A recent article by Charlotte Lieberman in the New York Times argues that procrastination has nothing to do with self-control. Rather, procrastination stems from a difficulty with emotional control!
Procrastination is the habitual or intentional delay of starting or finishing a task despite knowing that doing well will have negative consequences. We know that avoiding the task is a bad idea, and we do it anyway!
In reading this article, I’m struck by how it applies to therapy. So often patients put off entering treatment for weeks, months, and sometimes years. They know that delaying doing so is hurting them. But they continue to do so.
So too, patients who are beginning therapy are aware that they want their life to be different in some profound ways. As we explore their will to engage in treatment, it becomes apparent that they are not yet willing to do the hard work that enacting those steps would require. Maybe they are engaging in treatment because their partner thinks that they should. Maybe they are hoping that if they just show up, that will be enough. As a patient articulated recently, “I know what I want, but I just want it to happen. I don’t want to have to work to make it happen!” We both burst out laughing because it was such an honest comment. And then we sobered instantly, because her procrastination was having other, more dire consequences in her life.
I can so understand wanting change to happen that way. I’ve desperately wanted it to happen that way too! And intellectually, of course, we know that it doesn’t. But that doesn’t stop the fantasy from being a profound one! We can all relate to wanting to get the assignment done, the difficult conversation out of the way, and then avoiding them entirely.
Why do people procrastinate?
In the article, Dr. Fuschia Sirois, professor of psychology at the University of Sheffield, is quoted as saying that “people engage in this irrational cycle of chronic procrastination because of an inability to manage negative moods around a task.” We procrastinate as a way of coping with challenging emotions and negative moods induced by tasks. We procrastinate as a way of avoiding the boredom, anxiety, insecurity, frustration, resentment, and self-doubt that doing the task requires.
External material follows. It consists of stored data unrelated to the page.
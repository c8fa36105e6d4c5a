use std::collections::HashMap;
use std::io::{Read, Write};
use std::net::TcpListener;
use std::sync::{Arc, Mutex};
use std::thread;

use leadscout_crawler::CrawlerConfig;
use leadscout_extract::harvest_emails;

type Hits = Arc<Mutex<HashMap<String, usize>>>;

/// Minimal HTTP server backed by a path -> body map, counting requests per
/// path. Unknown paths get a 404.
fn serve(pages: HashMap<&'static str, String>) -> (String, Hits) {
    let listener = TcpListener::bind("127.0.0.1:0").unwrap();
    let addr = listener.local_addr().unwrap();
    let hits: Hits = Arc::new(Mutex::new(HashMap::new()));

    let hits_c = hits.clone();
    thread::spawn(move || {
        for stream in listener.incoming() {
            let mut stream = match stream {
                Ok(stream) => stream,
                Err(_) => break,
            };
            let mut buf = [0u8; 4096];
            let n = stream.read(&mut buf).unwrap_or(0);
            let req = String::from_utf8_lossy(&buf[..n]);
            let path = req.split_whitespace().nth(1).unwrap_or("/").to_string();
            *hits_c.lock().unwrap().entry(path.clone()).or_insert(0) += 1;

            let resp = match pages.get(path.as_str()) {
                Some(body) => format!(
                    "HTTP/1.1 200 OK\r\nContent-Type: text/html; charset=utf-8\r\n\
                     Content-Length: {}\r\nConnection: close\r\n\r\n{}",
                    body.len(),
                    body
                ),
                None => String::from(
                    "HTTP/1.1 404 Not Found\r\nContent-Length: 0\r\nConnection: close\r\n\r\n",
                ),
            };
            stream.write_all(resp.as_bytes()).ok();
        }
    });

    (format!("http://{addr}"), hits)
}

fn test_conf() -> CrawlerConfig {
    CrawlerConfig {
        num_workers: 2,
        concurrent_downloads: 2,
        throttle: None,
        handle_sigint: false,
        request_timeout: 5.0,
        max_pages: Some(10),
        crawl_timeout: Some(30.0),
        ..Default::default()
    }
}

#[tokio::test(flavor = "multi_thread")]
async fn crawl_stays_in_scope_and_ranks_emails() {
    let mut pages = HashMap::new();
    // The landing page links to a contact-shaped page (followed), a product
    // page (no keyword, dropped), an external platform (dropped), and holds
    // one address in a mailto plus an image lookalike.
    pages.insert(
        "/",
        r##"<html><body>
            <a href="/about">About us</a>
            <a href="/about#hours">Opening hours</a>
            <a href="/menu/item42">Daily special</a>
            <a href="https://facebook.com/acmebistro">Facebook</a>
            <a href="mailto:Hello@AcmeBistro.com?subject=Hi">write us</a>
            <img src="logo@2x.png">
        </body></html>"##
            .to_string(),
    );
    pages.insert(
        "/about",
        r##"<html><body>
            <p>Bookings: info@acmebistro.com</p>
            <p>Run by aaron@acmebistro.com</p>
            <a href="/">Home</a>
        </body></html>"##
            .to_string(),
    );

    let (base, hits) = serve(pages);
    let emails = harvest_emails(&base, &test_conf()).await.unwrap();

    // Priority prefixes first, alphabetical within groups, case folded.
    assert_eq!(
        emails,
        vec![
            "hello@acmebistro.com",
            "info@acmebistro.com",
            "aaron@acmebistro.com"
        ]
    );

    let hits = hits.lock().unwrap();
    // The about page was discovered twice (plain link + fragment link) but
    // fetched exactly once; the product page was never fetched.
    assert_eq!(hits.get("/"), Some(&1));
    assert_eq!(hits.get("/about"), Some(&1));
    assert_eq!(hits.get("/menu/item42"), None);
}

#[tokio::test(flavor = "multi_thread")]
async fn site_without_emails_yields_empty_ranking() {
    let mut pages = HashMap::new();
    pages.insert(
        "/",
        "<html><body><a href=\"/contact\">contact</a></body></html>".to_string(),
    );
    // /contact intentionally missing: the 404 is skipped, not fatal.

    let (base, _hits) = serve(pages);
    let emails = harvest_emails(&base, &test_conf()).await.unwrap();
    assert!(emails.is_empty());
}
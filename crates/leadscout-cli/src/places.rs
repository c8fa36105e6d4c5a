use std::time::Duration;

use anyhow::{bail, Result};
use serde::Deserialize;

const GEOCODE_URL: &str = "https://maps.googleapis.com/maps/api/geocode/json";
const NEARBY_SEARCH_URL: &str = "https://maps.googleapis.com/maps/api/place/nearbysearch/json";
const DETAILS_URL: &str = "https://maps.googleapis.com/maps/api/place/details/json";

const DETAILS_FIELDS: &str = "name,formatted_address,formatted_phone_number,website,opening_hours";

/// Politeness delay after every API call.
const API_DELAY: Duration = Duration::from_millis(500);
/// A `next_page_token` only becomes valid after a short delay.
const PAGE_TOKEN_DELAY: Duration = Duration::from_secs(2);

/// Thin typed client for the Google Maps web services used by the pipeline.
pub struct PlacesClient {
    http: reqwest::Client,
    api_key: String,
}

#[derive(Debug, Clone, Copy, Deserialize)]
pub struct Location {
    pub lat: f64,
    pub lng: f64,
}

#[derive(Debug, Clone, Deserialize)]
pub struct PlaceSummary {
    pub place_id: String,
    pub name: String,
}

#[derive(Debug, Clone, Deserialize)]
pub struct PlaceDetails {
    pub name: Option<String>,
    pub formatted_address: Option<String>,
    pub formatted_phone_number: Option<String>,
    pub website: Option<String>,
    pub opening_hours: Option<OpeningHours>,
}

#[derive(Debug, Clone, Deserialize)]
pub struct OpeningHours {
    #[serde(default)]
    pub weekday_text: Vec<String>,
}

#[derive(Debug, Deserialize)]
struct GeocodeResponse {
    #[serde(default)]
    results: Vec<GeocodeResult>,
    error_message: Option<String>,
}

#[derive(Debug, Deserialize)]
struct GeocodeResult {
    geometry: Geometry,
}

#[derive(Debug, Deserialize)]
struct Geometry {
    location: Location,
}

#[derive(Debug, Deserialize)]
struct NearbySearchResponse {
    #[serde(default)]
    results: Vec<PlaceSummary>,
    next_page_token: Option<String>,
    error_message: Option<String>,
}

#[derive(Debug, Deserialize)]
struct DetailsResponse {
    result: Option<PlaceDetails>,
    error_message: Option<String>,
}

impl PlacesClient {
    pub fn new(api_key: String) -> Result<Self> {
        let http = reqwest::Client::builder()
            .timeout(Duration::from_secs(30))
            .build()?;
        Ok(Self { http, api_key })
    }

    /// Resolves an address or city name to coordinates. A geocoding API
    /// error is fatal for the run; an address with no result is not.
    pub async fn geocode(&self, address: &str) -> Result<Option<Location>> {
        log::info!("Geocoding address '{address}'");
        let resp: GeocodeResponse = self
            .http
            .get(GEOCODE_URL)
            .query(&[("address", address), ("key", self.api_key.as_str())])
            .send()
            .await?
            .json()
            .await?;
        tokio::time::sleep(API_DELAY).await;

        if let Some(msg) = resp.error_message {
            bail!("Geocoding API: {msg}");
        }
        Ok(resp.results.into_iter().next().map(|r| r.geometry.location))
    }

    /// All result pages of one nearby search, following `next_page_token`
    /// until exhausted. An API error mid-pagination ends the results early
    /// rather than failing the batch.
    pub async fn nearby_search(
        &self,
        location: Location,
        radius_m: u32,
        business_type: &str,
    ) -> Result<Vec<PlaceSummary>> {
        let mut places = Vec::new();
        let mut page_token: Option<String> = None;

        loop {
            let mut req = self.http.get(NEARBY_SEARCH_URL).query(&[
                ("location", format!("{},{}", location.lat, location.lng)),
                ("radius", radius_m.to_string()),
                ("type", business_type.to_string()),
                ("key", self.api_key.clone()),
            ]);
            if let Some(token) = &page_token {
                req = req.query(&[("pagetoken", token)]);
            }
            let resp: NearbySearchResponse = req.send().await?.json().await?;
            tokio::time::sleep(API_DELAY).await;

            if let Some(msg) = resp.error_message {
                log::warn!("Nearby Search API: {msg}");
                break;
            }
            places.extend(resp.results);

            match resp.next_page_token {
                Some(token) => {
                    log::debug!("Waiting for next page token");
                    tokio::time::sleep(PAGE_TOKEN_DELAY).await;
                    page_token = Some(token);
                }
                None => break,
            }
        }

        Ok(places)
    }

    /// Details for one place; `None` when the API has no result for the id.
    pub async fn place_details(&self, place_id: &str) -> Result<Option<PlaceDetails>> {
        let resp: DetailsResponse = self
            .http
            .get(DETAILS_URL)
            .query(&[
                ("place_id", place_id),
                ("fields", DETAILS_FIELDS),
                ("key", self.api_key.as_str()),
            ])
            .send()
            .await?
            .json()
            .await?;
        tokio::time::sleep(API_DELAY).await;

        if let Some(msg) = resp.error_message {
            log::warn!("Place Details API: {msg}");
        }
        Ok(resp.result)
    }
}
Procrastination is about being “more focused on the immediate urgency of managing negative moods” than on getting a task completed. This can be the case if the task is in and of itself unpleasant. It is particularly true when something about the task results stirs up deeper feelings, such as self-doubt, low self-esteem, anxiety, or other insecurities.
Unfortunately, avoiding the task doesn’t help us manage those feelings. They are still waiting for us whenever we come back to the task, along with increased stress and anxiety, feelings of low self-esteem, and self-blame.
In the short-term, avoiding the task works really well. This is what makes the cycle especially vicious. We put off a task to avoid negative feelings, but then end up feeling even worse.
Procrastination is a perfect example of present bias, our hard-wired tendency to prioritize short-term needs ahead of long-term ones. On a neural level, we perceive our future self more like a stranger than as an actual part of ourselves. When we procrastinate, parts of our brains actually think that the tasks we’re putting off and the accompanying negative feelings that await us on the other side–are somebody else’s problems.
To make things worse, we’re even less able to make thoughtful, future-oriented decision in the midst of stress. When faced with a task that makes us feel anxious or insecure, the amygdala–the “threat detector” part of the brain–perceives that task as a genuine threat, in this case to our self-esteem or well-being. Intellectually we recognize that putting off the task will create more stress for ourselves in the future. But our brains are still wired to be more concerned with removing the immediate threat in the present.
That’s why “productivity hacks” focusing on the question of how to get more work done that doesn’t address the root cause of procrastination are likely to be ineffective.
Avoiding procrastination has to do with managing emotions in a new way. This means we have to find a better reward than avoidance–one that relieves our challenging feelings in the present moment without causing harm to our future self.
What are some ways to start undoing the process of procrastinating?
Ms. Lieberman suggests some healthier ways to manage the feelings that typically trigger procrastination. These include
Cultivate curiosity. When you’re feeling tempted to procrastinate, bring your attention to the sensation arising in your body. What feelings are eliciting the temptation? Where do you feel them in your body? What do they remind you of? What happens to the thought of procrastination as you observe it? Does it intensify? Stay the same? Dissipate? Cause other emotions to arise? How are the sensations in your body shifting as you continue to rest your awareness on thjem?
Consider the next action. This can help calm your nerves. You can consider the next action as a mere possibility. “What’s the next action I’d take on this if I were going to do it, even though I’m not.”
I was particularly struck by these suggestions, as they are similar to the types of interventions I often make with my patients. When we get curious about our emotions, when we are able to watch them with a sort of interest in them, we can begin to listen to the information that they are trying to provide. When we listen to them, also, ironically, they become less overwhelming. When they are given our gentle attention, emotions can become tolerable. They can even become our friends.